The analysis was expanded to include the distribution of ticket prices by flight class, providing insight into price differences between classes.Ticket price distributions were also examined based on the day of the week, which largely overlapped.


In [None]:
ggplot(flights, aes(x = `Fare (USD)`)) +
  geom_histogram(binwidth = 10, fill = c2) +  
  facet_wrap(~ Class) +
  xlab("Ticket Price (USD)") +
  ylab("Frequency") +
  ggtitle("Distribution of Ticket Prices by Flight Class") +
  theme(axis.text.x = element_text(angle = 45, hjust = 1, vjust = 1)) +
  theme(plot.title = element_text(hjust = 0.5))

ggplot(flights, aes(x = `Fare (USD)`)) +
  geom_histogram(binwidth = 10, fill = c3) +  
  facet_wrap(~ Journey_day) +
  xlab("Ticket Price (USD)") +
  ylab("Frequency") +
  ggtitle("Distribution of Ticket Prices by Departure Day of the Week") +
  theme(axis.text.x = element_text(angle = 45, hjust = 1, vjust = 1)) +
  theme(plot.title = element_text(hjust = 0.5))

## Dynamics of Ticket Prices Depending on Time Until Departure

Another part of the analysis focuses on the relationship between the average ticket price and the number of days remaining until departure on the day of purchase.

A linear relationship can be observed here. Prices increase as the departure day approaches, which may be an important suggestion for people planning to purchase a ticket.

In [None]:
flights_sum <- flights %>%
  group_by(Days_left) %>%
  summarise(Mean_Fare = mean(`Fare (USD)`, na.rm = TRUE))

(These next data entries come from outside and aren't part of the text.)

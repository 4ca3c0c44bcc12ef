//! Application-level configuration.
//!
//! - [`GenerationParams`]: orchestrator retry policy

pub mod generation_params;

pub use generation_params::GenerationParams;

ggplot(flights_sum, aes(x = Days_left, y = Mean_Fare, color = c1)) +
  geom_point() +
  geom_smooth(method = "lm", color = c3) +
  xlab("Number of Days Until Departure on the Day of Purchase") +
  ylab("Mean Ticket Price (USD)") +
  ggtitle("Mean Ticket Price vs. Number of Days Until Departure") +
  theme_minimal() +
  theme(axis.text.x = element_text(angle = 45, hjust = 1, vjust = 1),
        plot.title = element_text(hjust = 0.5)) +
  guides(color = "none")

## Summary

The analysis conducted on the dataset concerning airline ticket prices in India revealed several interesting trends.

It was found that the ticket price changes depending on the number of days remaining until the departure date – the closer the date, the higher the price. This suggests that early trip planning can result in significant cost savings.

The analysis confirmed slight differences in prices between different airlines, suggesting that other factors, such as flight duration, may have a greater impact on ticket prices.

The most popular carrier turned out to be Vistara, which aligns with the diversity of ticket classes offered by this company. The most common departure and destination locations were understandable and correlated with the largest cities in India.